For my next match (high school league), I'm playing white and generally love the English Opening. The guy that I’m playing is the only one that really counters C4 with D5 that I have played so far. If I take D5 he brings his knight out to F6. Should I completely ignore the pawn? If so how do you recommend I start development? I was thinking of starting with NC3 or possibly pushing a pawn up to G3 followed by BG2 and NF3. I personally think I should protect it since he is practically giving me the center of the board.

Avatar of sniperghost360

i say either take the pawn if you want but it sounds like he wants you to do that so he can make it his game and get in his comfort zone. but you could also transpose into a queens gambit game with 2 d4 and make him think about taking the pawn and losing tempo(just my thought).Laughing

Avatar of INACTIVE_JoelWD

If I played that couldn't he do B5 and BE6? If he kept adding cover to the pawn, it could get fairly annoying later on (I play a very closed game).

Avatar of heracrossx

After d5, if you play 2. Nf3, it becomes a reversed benoni with one extra tempo.

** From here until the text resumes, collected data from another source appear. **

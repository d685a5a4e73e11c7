//! Course identification.
//!
//! Course ids arrive as opaque `UNIT:SUBJECT:COURSE` triples
//! (e.g. `01:198:111`). Only the subject and course codes are semantically
//! used; the unit code is discarded.

use serde::{Deserialize, Serialize};

use crate::error::PlanError;

/// A parsed course reference.
///
/// Immutable once parsed; keeps the original id for display and for keying
/// per-course requirement overrides.
#[derive(Debug, Clone, PartialEq, Eq, Serialize, Deserialize)]
#[serde(rename_all = "camelCase")]
pub struct CourseQuery {
    /// The original id as supplied, e.g. `01:198:111`.
    pub id: String,
    /// Second-to-last segment, e.g. `198`.
    pub subject_code: String,
    /// Last segment, e.g. `111`.
    pub course_code: String,
}

impl CourseQuery {
    /// Parses a `UNIT:SUBJECT:COURSE` id.
    ///
    /// The last two `:`-separated segments are the subject and course
    /// codes; anything before them is ignored. Ids with fewer than two
    /// segments are rejected.
    pub fn parse(id: &str) -> Result<Self, PlanError> {
        let segments: Vec<&str> = id.split(':').collect();
        if segments.len() < 2 {
            return Err(PlanError::MalformedCourseId(id.to_string()));
        }
        Ok(Self {
            id: id.to_string(),
            subject_code: segments[segments.len() - 2].to_string(),
            course_code: segments[segments.len() - 1].to_string(),
        })
    }
}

Or, you could play 2. d4 and it transposes to a Queen's Gambit.

Avatar of INACTIVE_JoelWD

Yes but both ways I'm down a pawn, I realize I am new to this but doesn't that count for something?

Avatar of pvmike

I would recomend 2.d4 which is the queens gambit or 2.Nf3 which is the reti

Avatar of mnag

I usually play 1. c4 d5  2. cxd5 Nf6  3. Nc3 Nxd5  4. g3 with Bg2, Nf3 and d3. On 1. c4 d5  2. Nf3 dxc4 you always have 3. Qa4+ followed by Qxc4 if you are worried about being a pawn down.

Avatar of INACTIVE_JoelWD
mnag wrote:

I usually play 1. c4 d5  2. cxd5 Nf6  3. Nc3 Nxd5  4. g3 with Bg2, Nf3 and d3. On 1. c4 d5  2. Nf3 dxc4 you always have 3. Qa4+ followed by Qxc4 if you are worried about being a pawn down.


Looks perfect, thank you a lot.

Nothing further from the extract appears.